Dehors, une femme délimite son pas de porte en balayant la poussière. À l’intérieur, les murs et le plafond sont tapissés de tissus récupérés. Un sofa, un lit, pléthore de coussins dodus et des fleurs dans un vase sur la table basse. Les épluchures, les cendres de cigarette ? « On met tout par terre. On balaye après, plusieurs fois par jour, et le sol est toujours propre. » Une autre cabane, la salle des ados, fait office de micro-centre social où on fume le oinj. Le tout monté en un clin d’œil, comme quelque chose d’essentiel.

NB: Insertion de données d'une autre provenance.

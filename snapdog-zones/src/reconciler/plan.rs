//! Convergence planning
//!
//! Pure functions from (desired zone, observed topology) to the minimal list
//! of corrective backend calls. No I/O happens here.

use std::collections::HashSet;

use crate::error::ReconcileError;
use crate::model::{BackendGroup, ClientId, ClientState, GroupId, StreamId, Topology, ZoneIndex};

/// A client that should be in the zone's group
#[derive(Debug, Clone, PartialEq, Eq)]
pub struct DesiredClient {
    pub id: ClientId,
    /// Configured display name
    pub name: String,
}

/// What the backend should look like for one zone
#[derive(Debug, Clone, PartialEq, Eq)]
pub struct DesiredZone {
    pub index: ZoneIndex,
    pub name: String,
    pub stream_id: StreamId,
    pub clients: Vec<DesiredClient>,
}

impl DesiredZone {
    /// Clients assigned to `index` that the backend already knows
    ///
    /// Clients without a backend id are left out until the backend
    /// reports them.
    pub fn from_clients(
        index: ZoneIndex,
        name: impl Into<String>,
        stream_id: StreamId,
        clients: &[ClientState],
    ) -> Self {
        let mut desired: Vec<DesiredClient> = clients
            .iter()
            .filter(|c| c.zone_index == index)
            .filter_map(|c| {
                c.backend_id().map(|id| DesiredClient {
                    id: id.clone(),
                    name: c.name.clone(),
                })
            })
            .collect();
        desired.sort_by(|a, b| a.id.cmp(&b.id));
        desired.dedup_by(|a, b| a.id == b.id);

        Self {
            index,
            name: name.into(),
            stream_id,
            clients: desired,
        }
    }

    pub fn client_ids(&self) -> Vec<ClientId> {
        self.clients.iter().map(|c| c.id.clone()).collect()
    }

    fn id_set(&self) -> HashSet<&ClientId> {
        self.clients.iter().map(|c| &c.id).collect()
    }

    fn desired_count(&self, group: &BackendGroup) -> usize {
        let ids = self.id_set();
        group.member_ids().filter(|id| ids.contains(id)).count()
    }
}

/// One corrective backend call
#[derive(Debug, Clone, PartialEq, Eq)]
pub enum Correction {
    SetStream { group: GroupId, stream: StreamId },
    SetName { group: GroupId, name: String },
    SetClients { group: GroupId, clients: Vec<ClientId> },
    SetClientName { client: ClientId, name: String },
}

impl Correction {
    /// Mirror a successful call in the local topology view
    pub fn apply_to(&self, topology: &mut Topology) {
        match self {
            Correction::SetStream { group, stream } => topology.set_stream(group, stream),
            Correction::SetName { group, name } => topology.set_name(group, name),
            Correction::SetClients { group, clients } => topology.set_clients(group, clients),
            Correction::SetClientName { client, name } => topology.set_client_name(client, name),
        }
    }
}

/// Outcome of planning one zone
#[derive(Debug, Clone, PartialEq, Eq)]
pub enum ZonePlan {
    /// No desired clients; nothing to converge
    Skip,
    /// Already correct; record the group and issue nothing
    Converged { group: GroupId },
    /// Repurpose `group` with these calls, in order
    Correct {
        group: GroupId,
        corrections: Vec<Correction>,
        /// Zone whose group is being taken over, if any
        displaced: Option<ZoneIndex>,
    },
}

/// Who else is entitled to which stream
///
/// A group tuned to another zone's stream belongs to that zone.
#[derive(Debug, Clone, Default)]
pub struct StreamClaims {
    claims: Vec<(ZoneIndex, StreamId)>,
}

impl StreamClaims {
    pub fn new(claims: impl IntoIterator<Item = (ZoneIndex, StreamId)>) -> Self {
        Self {
            claims: claims.into_iter().collect(),
        }
    }

    /// The other zone that owns this group's stream, if any
    pub fn owner_other_than(&self, zone: ZoneIndex, group: &BackendGroup) -> Option<ZoneIndex> {
        self.claims
            .iter()
            .find(|(index, stream)| *index != zone && *stream == group.stream_id)
            .map(|(index, _)| *index)
    }
}

/// The group already serving the zone correctly, if there is one
///
/// Correct means all of: exactly one group holds any desired client, its
/// members are exactly the desired set, its stream and name match the
/// zone, and every member reports a non-empty name.
pub fn converged_group(desired: &DesiredZone, topology: &Topology) -> Option<GroupId> {
    let ids = desired.id_set();
    let mut holding = topology
        .groups
        .iter()
        .filter(|g| g.member_ids().any(|id| ids.contains(id)));

    let group = holding.next()?;
    if holding.next().is_some() {
        return None;
    }

    let members: HashSet<&ClientId> = group.member_ids().collect();
    let correct = members == ids
        && group.stream_id == desired.stream_id
        && group.name == desired.name
        && group.members.iter().all(|m| !m.name.trim().is_empty());

    correct.then(|| group.id.clone())
}

/// Pick the group to repurpose for a misconfigured zone
///
/// Preference order:
/// 1. unclaimed groups holding desired clients (most desired clients first)
/// 2. any unclaimed group, the zone's own stream first
/// 3. claimed groups holding desired clients
/// 4. the first group
///
/// Options 3 and 4 take a group from another zone and report it.
pub fn select_target<'a>(
    desired: &DesiredZone,
    topology: &'a Topology,
    claims: &StreamClaims,
) -> Result<(&'a BackendGroup, Option<ZoneIndex>), ReconcileError> {
    let unclaimed = |g: &&BackendGroup| claims.owner_other_than(desired.index, g).is_none();
    let best_holder = |groups: Vec<&'a BackendGroup>| {
        groups
            .into_iter()
            .filter(|g| desired.desired_count(g) > 0)
            // max_by_key keeps the last maximum; reverse to favour earlier groups
            .rev()
            .max_by_key(|g| (desired.desired_count(g), g.stream_id == desired.stream_id))
    };

    let free: Vec<&BackendGroup> = topology.groups.iter().filter(unclaimed).collect();
    if let Some(group) = best_holder(free.clone()) {
        return Ok((group, None));
    }
    if let Some(group) = free
        .iter()
        .find(|g| g.stream_id == desired.stream_id)
        .or_else(|| free.first())
    {
        return Ok((*group, None));
    }

    let fallback = best_holder(topology.groups.iter().collect())
        .or_else(|| topology.groups.first())
        .ok_or(ReconcileError::NoGroupsAvailable(desired.index))?;
    Ok((fallback, claims.owner_other_than(desired.index, fallback)))
}

/// Plan the corrective calls for one zone
///
/// Each property is only corrected when it differs. Membership is set as
/// a whole, which both adds missing and evicts foreign clients. Client
/// names are pushed when they differ from configuration (with
/// `sync_client_names`) or are empty.
pub fn plan_zone(
    desired: &DesiredZone,
    topology: &Topology,
    claims: &StreamClaims,
    sync_client_names: bool,
) -> Result<ZonePlan, ReconcileError> {
    if desired.clients.is_empty() {
        return Ok(ZonePlan::Skip);
    }
    if let Some(group) = converged_group(desired, topology) {
        return Ok(ZonePlan::Converged { group });
    }

    let (target, displaced) = select_target(desired, topology, claims)?;
    let mut corrections = Vec::new();

    if target.stream_id != desired.stream_id {
        corrections.push(Correction::SetStream {
            group: target.id.clone(),
            stream: desired.stream_id.clone(),
        });
    }
    if target.name != desired.name {
        corrections.push(Correction::SetName {
            group: target.id.clone(),
            name: desired.name.clone(),
        });
    }

    let members: HashSet<&ClientId> = target.member_ids().collect();
    if members != desired.id_set() {
        corrections.push(Correction::SetClients {
            group: target.id.clone(),
            clients: desired.client_ids(),
        });
    }

    for client in &desired.clients {
        if client.name.trim().is_empty() {
            continue;
        }
        let reported = topology
            .member(&client.id)
            .map(|m| m.name.as_str())
            .unwrap_or("");
        let needs_name = if sync_client_names {
            reported != client.name
        } else {
            reported.trim().is_empty()
        };
        if needs_name {
            corrections.push(Correction::SetClientName {
                client: client.id.clone(),
                name: client.name.clone(),
            });
        }
    }

    Ok(ZonePlan::Correct {
        group: target.id.clone(),
        corrections,
        displaced,
    })
}
//! Keyed snapshot storage
//!
//! A `SnapshotStore<K, V>` holds the latest snapshot for each key. Writers
//! replace whole values; readers always get a clone of a fully-formed
//! snapshot, never a partially updated one.

use std::collections::HashMap;
use std::hash::Hash;
use std::sync::{Arc, RwLock};

/// Latest-snapshot map shared between clones
///
/// The store is generic over both the key and the snapshot type. Cloning the
/// store is cheap and every clone observes the same entries.
///
/// # Example
///
/// ```rust
/// use state_store::SnapshotStore;
///
/// #[derive(Clone, PartialEq, Debug)]
/// struct Volume(u8);
///
/// let store = SnapshotStore::<u32, Volume>::new();
///
/// // First write reports a change
/// assert!(store.set(1, Volume(50)));
///
/// // Writing the same value again does not
/// assert!(!store.set(1, Volume(50)));
///
/// assert_eq!(store.get(&1), Some(Volume(50)));
/// ```
pub struct SnapshotStore<K, V>
where
    K: Clone + Eq + Hash + Send + Sync + 'static,
    V: Clone + PartialEq + Send + Sync + 'static,
{
    entries: Arc<RwLock<HashMap<K, V>>>,
}

impl<K, V> SnapshotStore<K, V>
where
    K: Clone + Eq + Hash + Send + Sync + 'static,
    V: Clone + PartialEq + Send + Sync + 'static,
{
    /// Create a new empty store
    pub fn new() -> Self {
        Self {
            entries: Arc::new(RwLock::new(HashMap::new())),
        }
    }

    /// Get the latest snapshot for a key
    pub fn get(&self, key: &K) -> Option<V> {
        let entries = self.entries.read().ok()?;
        entries.get(key).cloned()
    }

    /// Replace the snapshot for a key
    ///
    /// Returns `true` if the stored value changed (or was newly inserted),
    /// `false` if an equal value was already present.
    pub fn set(&self, key: K, value: V) -> bool {
        let mut entries = match self.entries.write() {
            Ok(e) => e,
            Err(_) => return false,
        };

        if entries.get(&key) == Some(&value) {
            return false;
        }
        entries.insert(key, value);
        true
    }

    /// Remove the snapshot for a key, returning it if present
    pub fn remove(&self, key: &K) -> Option<V> {
        self.entries.write().ok()?.remove(key)
    }

    /// Check if a key has a snapshot
    pub fn contains(&self, key: &K) -> bool {
        self.entries
            .read()
            .map(|e| e.contains_key(key))
            .unwrap_or(false)
    }

    /// All keys currently stored (unordered)
    pub fn keys(&self) -> Vec<K> {
        self.entries
            .read()
            .map(|e| e.keys().cloned().collect())
            .unwrap_or_default()
    }

    /// Clones of all stored snapshots (unordered)
    pub fn values(&self) -> Vec<V> {
        self.entries
            .read()
            .map(|e| e.values().cloned().collect())
            .unwrap_or_default()
    }

    /// Number of keys in the store
    pub fn len(&self) -> usize {
        self.entries.read().map(|e| e.len()).unwrap_or(0)
    }

    /// Check if the store is empty
    pub fn is_empty(&self) -> bool {
        self.len() == 0
    }

    /// Drop every snapshot
    pub fn clear(&self) {
        if let Ok(mut entries) = self.entries.write() {
            entries.clear();
        }
    }
}

impl<K, V> Default for SnapshotStore<K, V>
where
    K: Clone + Eq + Hash + Send + Sync + 'static,
    V: Clone + PartialEq + Send + Sync + 'static,
{
    fn default() -> Self {
        Self::new()
    }
}

impl<K, V> Clone for SnapshotStore<K, V>
where
    K: Clone + Eq + Hash + Send + Sync + 'static,
    V: Clone + PartialEq + Send + Sync + 'static,
{
    fn clone(&self) -> Self {
        Self {
            entries: Arc::clone(&self.entries),
        }
    }
}

impl<K, V> std::fmt::Debug for SnapshotStore<K, V>
where
    K: Clone + Eq + Hash + Send + Sync + 'static,
    V: Clone + PartialEq + Send + Sync + 'static,
{
    fn fmt(&self, f: &mut std::fmt::Formatter<'_>) -> std::fmt::Result {
        f.debug_struct("SnapshotStore")
            .field("len", &self.len())
            .finish()
    }
}
//! Identity types for zones, clients, groups and streams

use serde::{Deserialize, Serialize};
use std::fmt;

/// Macro to generate common string ID type implementations
macro_rules! impl_string_id {
    ($name:ident) => {
        impl $name {
            pub fn new(id: impl Into<String>) -> Self {
                Self(id.into())
            }

            pub fn as_str(&self) -> &str {
                &self.0
            }
        }

        impl fmt::Display for $name {
            fn fmt(&self, f: &mut fmt::Formatter<'_>) -> fmt::Result {
                write!(f, "{}", self.0)
            }
        }

        impl From<&str> for $name {
            fn from(s: &str) -> Self {
                $name::new(s)
            }
        }

        impl From<String> for $name {
            fn from(s: String) -> Self {
                $name::new(s)
            }
        }
    };
}

/// Macro to generate 1-based index type implementations
macro_rules! impl_index {
    ($name:ident, $label:literal) => {
        impl $name {
            pub const fn new(index: usize) -> Self {
                Self(index)
            }

            pub const fn get(self) -> usize {
                self.0
            }

            /// Build the index for a 0-based position in configuration order
            pub const fn from_position(position: usize) -> Self {
                Self(position + 1)
            }

            /// 0-based position in configuration order, `None` for index 0
            pub fn position(self) -> Option<usize> {
                self.0.checked_sub(1)
            }
        }

        impl fmt::Display for $name {
            fn fmt(&self, f: &mut fmt::Formatter<'_>) -> fmt::Result {
                write!(f, concat!($label, " {}"), self.0)
            }
        }

        impl From<usize> for $name {
            fn from(index: usize) -> Self {
                $name::new(index)
            }
        }
    };
}

/// 1-based zone index, matching configuration order
#[derive(Debug, Clone, Copy, PartialEq, Eq, Hash, PartialOrd, Ord, Serialize, Deserialize)]
#[serde(transparent)]
pub struct ZoneIndex(usize);

impl_index!(ZoneIndex, "zone");

/// 1-based client index, matching configuration order
#[derive(Debug, Clone, Copy, PartialEq, Eq, Hash, PartialOrd, Ord, Serialize, Deserialize)]
#[serde(transparent)]
pub struct ClientIndex(usize);

impl_index!(ClientIndex, "client");

/// Identifier of a group in the audio synchronization backend
#[derive(Debug, Clone, PartialEq, Eq, Hash, PartialOrd, Ord, Serialize, Deserialize)]
#[serde(transparent)]
pub struct GroupId(String);

impl_string_id!(GroupId);

/// Identity of a client in the audio synchronization backend
#[derive(Debug, Clone, PartialEq, Eq, Hash, PartialOrd, Ord, Serialize, Deserialize)]
#[serde(transparent)]
pub struct ClientId(String);

impl_string_id!(ClientId);

/// Name of an audio stream a group can be tuned to
#[derive(Debug, Clone, PartialEq, Eq, Hash, PartialOrd, Ord, Serialize, Deserialize)]
#[serde(transparent)]
pub struct StreamId(String);

impl_string_id!(StreamId);

impl StreamId {
    /// The fixed stream a zone carries
    ///
    /// Pure function of the zone index; never chosen at runtime.
    pub fn for_zone(zone: ZoneIndex) -> Self {
        Self(format!("Zone{}", zone.get()))
    }
}
//! Logging infrastructure for snapdog-zones
//!
//! Centralised `tracing-subscriber` setup so embedding processes get the
//! same output format regardless of which component logs first.

use tracing_subscriber::{fmt, EnvFilter, Registry};

/// Logging mode for different use cases
#[derive(Debug, Clone, Copy, PartialEq, Eq)]
pub enum LoggingMode {
    /// No subscriber installed
    Silent,
    /// Compact stderr output
    Development,
    /// Verbose output with source locations
    Debug,
    /// One JSON object per line, for log shippers
    Json,
}

/// Logging configuration error
#[derive(Debug, thiserror::Error)]
pub enum LoggingError {
    #[error("Failed to initialize tracing subscriber: {0}")]
    TracingInit(String),

    #[error("Invalid log filter: {0}")]
    InvalidFilter(String),
}

/// Initialize logging with the specified mode
///
/// # Environment Variables
///
/// - `SNAPDOG_LOG_LEVEL`: Override the filter (e.g. `snapdog_zones::reconciler=debug`)
/// - `RUST_LOG`: Used when `SNAPDOG_LOG_LEVEL` is unset
pub fn init_logging(mode: LoggingMode) -> Result<(), LoggingError> {
    use tracing_subscriber::{layer::SubscriberExt, util::SubscriberInitExt};

    match mode {
        LoggingMode::Silent => Ok(()),
        LoggingMode::Development => {
            let filter = create_env_filter("info")?;

            Registry::default()
                .with(
                    fmt::layer()
                        .with_target(false)
                        .with_thread_ids(false)
                        .with_file(false)
                        .with_line_number(false)
                        .compact(),
                )
                .with(filter)
                .try_init()
                .map_err(|e| LoggingError::TracingInit(e.to_string()))
        }
        LoggingMode::Debug => {
            let filter = create_env_filter("debug")?;

            Registry::default()
                .with(
                    fmt::layer()
                        .pretty()
                        .with_thread_ids(true)
                        .with_file(true)
                        .with_line_number(true),
                )
                .with(filter)
                .try_init()
                .map_err(|e| LoggingError::TracingInit(e.to_string()))
        }
        LoggingMode::Json => {
            let filter = create_env_filter("info")?;

            Registry::default()
                .with(fmt::layer().json().with_current_span(false))
                .with(filter)
                .try_init()
                .map_err(|e| LoggingError::TracingInit(e.to_string()))
        }
    }
}

/// Initialize logging from `SNAPDOG_LOG_MODE`
///
/// Accepts "development", "debug" and "json"; anything else is silent.
pub fn init_logging_from_env() -> Result<(), LoggingError> {
    let mode = parse_mode(std::env::var("SNAPDOG_LOG_MODE").ok().as_deref());
    init_logging(mode)
}

fn parse_mode(value: Option<&str>) -> LoggingMode {
    match value {
        Some("development") => LoggingMode::Development,
        Some("debug") => LoggingMode::Debug,
        Some("json") => LoggingMode::Json,
        _ => LoggingMode::Silent,
    }
}

/// Create an environment filter with fallback to a default level
fn create_env_filter(default_level: &str) -> Result<EnvFilter, LoggingError> {
    let directives = std::env::var("SNAPDOG_LOG_LEVEL")
        .or_else(|_| std::env::var("RUST_LOG"))
        .unwrap_or_else(|_| default_level.to_string());

    EnvFilter::try_new(&directives).map_err(|e| LoggingError::InvalidFilter(e.to_string()))
}

/// Check if a global subscriber has been installed
pub fn is_initialized() -> bool {
    tracing::dispatcher::has_been_set()
}

#[cfg(test)]
mod tests {
    use super::*;

    #[test]
    fn test_silent_mode() {
        assert!(init_logging(LoggingMode::Silent).is_ok());
    }

    #[test]
    fn test_parse_mode() {
        assert_eq!(parse_mode(Some("development")), LoggingMode::Development);
        assert_eq!(parse_mode(Some("json")), LoggingMode::Json);
        assert_eq!(parse_mode(Some("loud")), LoggingMode::Silent);
        assert_eq!(parse_mode(None), LoggingMode::Silent);
    }
}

Dehors, ça paie pas de mine. C’est froid, c’est gris. Terre. Boue. À l’intérieur, il fait chaud. Grâce au poêle à bois, la soupe est toujours prête. Les lits aussi, où l’on tient salon allongés, sans trop se soucier du monde extérieur. Si la paix dure un peu, au fil des mois, la platz évolue – toute civilisation qui se respecte sait qu’elle a démarré comme ça, petit à petit. Bouts de baraquements espacés. Grosse jaille à l’entrée, comme un totem pour espanter le diable. Carcasses et câbles cramés. Caravanes. Cobolan – les rats. Mult – beaucoup. Courent en tous sens vers tous les coins. Après les poubelles, la manche ou les chantiers, on revient chez soi fatigué. Hommage au labeur de recyclage que mène le gang des poussettes dans des villes qui lui sont hostiles tout en se targuant d’être accueillantes et durables. Les maisons légères des Rroms devraient rappeler qu’ici la plupart des cités de banlieue ont été édifiées sur l’emplacement des bidonvilles kabyles, arabes, portugais…
Où qu’on atterrisse, on a besoin d’un extérieur le plus vaste possible pour y bricoler, jouer, danser, entreposer la ferraille ou réparer sa caisse. Ce sont les femmes qui bossent tout le temps sur le terrain. L’intendance est lourde. Il faut aller chercher l’eau par le chemin de gros cailloux, marcher quinze minutes, jusqu’à la borne des pompiers, remplir les sept ou huit bidons de 10 à 15 litres et les hisser dans le caddie. Pousser très fort le chariot pour que tout roule – pour ça, c’est bien d’être trois.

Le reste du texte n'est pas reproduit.